Task
Please reproduce verbatim the lines below, from the first through the one with "of the node.".

Segment Start: Dataset excerpts

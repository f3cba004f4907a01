//! In-memory index of the password store hierarchy.
//!
//! The tree is derived entirely from a backend listing and is never patched
//! in place: every change to the store is followed by a full `rebuild`, so
//! edits made outside this process (a `git pull`, another `pass` client)
//! can never leave it out of step with the store.

use serde::{Deserialize, Serialize};
use std::collections::{BTreeMap, HashMap};
use std::slice;

use crate::config::TreeOptions;
use passdeck_common::{EntryPath, Error, Result};

/// Type of tree node.
#[derive(Debug, Clone, Copy, PartialEq, Eq, Serialize, Deserialize)]
pub enum NodeType {
    Directory,
    Leaf,
}

/// A node in the store tree.
///
/// Leaves stand for exactly one encrypted entry and never hold its content.
#[derive(Debug, Clone)]
pub struct StoreNode {
    name: String,
    path: EntryPath,
    kind: NodeKind,
}

#[derive(Debug, Clone)]
enum NodeKind {
    Directory(Vec<StoreNode>),
    Leaf,
}

impl StoreNode {
    /// Node name (last path component, empty for the root).
    pub fn name(&self) -> &str {
        &self.name
    }

    /// Full path of the node.
    pub fn path(&self) -> &EntryPath {
        &self.path
    }

    /// Node type.
    pub fn node_type(&self) -> NodeType {
        match self.kind {
            NodeKind::Directory(_) => NodeType::Directory,
            NodeKind::Leaf => NodeType::Leaf,
        }
    }

    /// Check if this is an entry.
    pub fn is_leaf(&self) -> bool {
        matches!(self.kind, NodeKind::Leaf)
    }

    /// Check if this is a directory.
    pub fn is_directory(&self) -> bool {
        matches!(self.kind, NodeKind::Directory(_))
    }

    /// Ordered children; empty for leaves.
    pub fn children(&self) -> &[StoreNode] {
        match &self.kind {
            NodeKind::Directory(children) => children,
            NodeKind::Leaf => &[],
        }
    }
}

/// One row of a directory listing.
#[derive(Debug, Clone, PartialEq, Eq, Serialize, Deserialize)]
pub struct ChildEntry {
    pub name: String,
    pub is_leaf: bool,
}

/// Intermediate directory used while assembling a tree.
#[derive(Default)]
struct Draft {
    dirs: BTreeMap<String, Draft>,
    leaves: Vec<String>,
}

impl Draft {
    fn insert(&mut self, components: &[String]) {
        match components {
            [] => {}
            [leaf] => self.leaves.push(leaf.clone()),
            [dir, rest @ ..] => self.dirs.entry(dir.clone()).or_default().insert(rest),
        }
    }

    fn into_node(self, name: String, path: EntryPath, options: &TreeOptions) -> Result<StoreNode> {
        let mut children = Vec::with_capacity(self.dirs.len() + self.leaves.len());
        for (dir_name, draft) in self.dirs {
            let child_path = path.join(&dir_name)?;
            children.push(draft.into_node(dir_name, child_path, options)?);
        }
        for leaf in self.leaves {
            let child_path = path.join(&leaf)?;
            children.push(StoreNode {
                name: leaf,
                path: child_path,
                kind: NodeKind::Leaf,
            });
        }
        children.sort_by(|a, b| {
            options.compare((&a.name, a.is_directory()), (&b.name, b.is_directory()))
        });

        Ok(StoreNode {
            name,
            path,
            kind: NodeKind::Directory(children),
        })
    }
}

/// Addressable view of every entry and directory in the store.
#[derive(Debug, Clone)]
pub struct StoreTree {
    /// Root directory.
    root: StoreNode,
    /// Folded path -> node type, mirroring `root` exactly.
    index: HashMap<String, NodeType>,
    leaf_count: usize,
    options: TreeOptions,
}
//! passdeck application layer.
//!
//! Ties a store session, its mutation queue, the password generator and
//! the clipboard together behind `PassDeck`, configured by `Settings`.

pub mod deck;
pub mod settings;

pub use deck::PassDeck;
pub use settings::{Settings, DEFAULT_CLIPBOARD_TTL_SECS, SETTINGS_FILENAME};
use ordtree::{Order, OrderedTree};

use std::collections::BTreeSet;

use crate::Op;

/// Applies a set of operations to a tree and a `BTreeSet`.
/// This way we can ensure that after a random smattering of inserts
/// and deletes we have the same set of keys in both.
fn do_ops(ops: &[Op<i8>], tree: &mut OrderedTree, set: &mut BTreeSet<i32>) -> bool {
    for op in ops {
        match *op {
            Op::Insert(k) => {
                tree.insert(k.into());
                set.insert(k.into());
            }
            Op::Delete(k) => {
                tree.delete(k.into());
                set.remove(&i32::from(k));
            }
            Op::Traverse(order) => {
                if tree.traverse(order).len() != set.len() {
                    return false;
                }
            }
        }
    }

    true
}

fn is_strictly_ascending(keys: &[i32]) -> bool {
    keys.windows(2).all(|pair| pair[0] < pair[1])
}

#[quickcheck]
fn fuzz_multiple_operations_i8(ops: Vec<Op<i8>>) -> bool {
    let mut tree = OrderedTree::new();
    let mut set = BTreeSet::new();

    do_ops(&ops, &mut tree, &mut set)
        && tree.len() == set.len()
        && set.iter().all(|&key| tree.search(key))
        && (i8::MIN..=i8::MAX)
            .map(i32::from)
            .filter(|key| !set.contains(key))
            .all(|key| !tree.search(key))
}

#[quickcheck]
fn in_order_is_strictly_ascending(ops: Vec<Op<i8>>) -> bool {
    let mut tree = OrderedTree::new();
    let mut set = BTreeSet::new();
    do_ops(&ops, &mut tree, &mut set);

    let keys = tree.in_order();
    is_strictly_ascending(&keys) && keys.into_iter().eq(set.into_iter())
}

#[quickcheck]
fn duplicate_insert_is_idempotent(xs: Vec<i8>, k: i8) -> bool {
    let mut tree: OrderedTree = xs.iter().map(|&x| i32::from(x)).collect();
    tree.insert(k.into());
    let before = tree.pre_order();

    tree.insert(k.into());

    tree.pre_order() == before
}

#[quickcheck]
fn insert_then_delete_round_trips(xs: Vec<i16>, k: i16) -> bool {
    let k = i32::from(k);
    let mut tree: OrderedTree = xs
        .iter()
        .map(|&x| i32::from(x))
        .filter(|&x| x != k)
        .collect();
    let before = tree.in_order();

    tree.insert(k);
    let found = tree.search(k);
    tree.delete(k);

    found && !tree.search(k) && tree.in_order() == before
}

#[quickcheck]
fn deleting_missing_key_changes_nothing(xs: Vec<i8>, k: i8) -> bool {
    let k = i32::from(k);
    let mut tree: OrderedTree = xs
        .iter()
        .map(|&x| i32::from(x))
        .filter(|&x| x != k)
        .collect();
    let before = tree.pre_order();

    tree.delete(k);

    tree.pre_order() == before
}

#[quickcheck]
fn pre_and_post_order_mirror_at_the_root(xs: Vec<i8>) -> bool {
    let tree: OrderedTree = xs.iter().map(|&x| i32::from(x)).collect();

    // The root comes first in pre-order and last in post-order.
    tree.pre_order().first() == tree.post_order().last()
}

#[quickcheck]
fn rebuilding_from_pre_order_keeps_the_shape(xs: Vec<i8>) -> bool {
    let tree: OrderedTree = xs.iter().map(|&x| i32::from(x)).collect();
    let rebuilt: OrderedTree = tree.pre_order().into_iter().collect();

    Order::ALL
        .into_iter()
        .all(|order| tree.traverse(order).eq(rebuilt.traverse(order)))
}

#[test]
fn successor_takes_the_place_of_a_node_with_two_children() {
    let mut tree: OrderedTree = [5, 3, 8, 1, 4, 7, 9].into_iter().collect();

    tree.delete(5);

    assert_eq!(tree.in_order(), vec![1, 3, 4, 7, 8, 9]);
    assert_eq!(tree.pre_order().first(), Some(&7));
    assert_eq!(tree.pre_order(), vec![7, 3, 1, 4, 8, 9]);
}
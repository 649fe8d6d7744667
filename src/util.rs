//! Logging for tests. Call [`init_test_logging`] at the start of a test to see the tree's
//! `tracing` events; `RUST_LOG` picks the level and defaults to `debug`.

use std::sync::Once;

use tracing_subscriber::{fmt, prelude::*, EnvFilter};

static TEST_LOGGING: Once = Once::new();

pub(crate) fn init_test_logging() {
    TEST_LOGGING.call_once(|| {
        let env_filter =
            EnvFilter::try_from_default_env().unwrap_or_else(|_| EnvFilter::new("debug"));
        let subscriber = tracing_subscriber::registry().with(
            fmt::layer()
                .with_test_writer()
                .with_target(true)
                .with_filter(env_filter),
        );

        // Another test harness may already have installed a global subscriber.
        if !tracing::dispatcher::has_been_set() {
            subscriber.try_init().unwrap_or_else(|e| {
                eprintln!("Error: Failed to set up logging: {}", e);
            });
        }
    });
}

Segment End: Dataset excerpts

The completed task
repository f3cba004f4907a01
//! In-memory index of the password store hierarchy.
//!
//! The tree is derived entirely from a backend listing and is never patched
//! in place: every change to the store is followed by a full `rebuild`, so
//! edits made outside this process (a `git pull`, another `pass` client)
//! can never leave it out of step with the store.

use serde::{Deserialize, Serialize};
use std::collections::{BTreeMap, HashMap};
use std::slice;

use crate::config::TreeOptions;
use passdeck_common::{EntryPath, Error, Result};

/// Type of tree node.
#[derive(Debug, Clone, Copy, PartialEq, Eq, Serialize, Deserialize)]
pub enum NodeType {
    Directory,
    Leaf,
}

/// A node in the store tree.
///
/// Leaves stand for exactly one encrypted entry and never hold its content.
#[derive(Debug, Clone)]
pub struct StoreNode {
    name: String,
    path: EntryPath,
    kind: NodeKind,
}

#[derive(Debug, Clone)]
enum NodeKind {
    Directory(Vec<StoreNode>),
    Leaf,
}

impl StoreNode {
    /// Node name (last path component, empty for the root).
    pub fn name(&self) -> &str {
        &self.name
    }

    /// Full path of the node.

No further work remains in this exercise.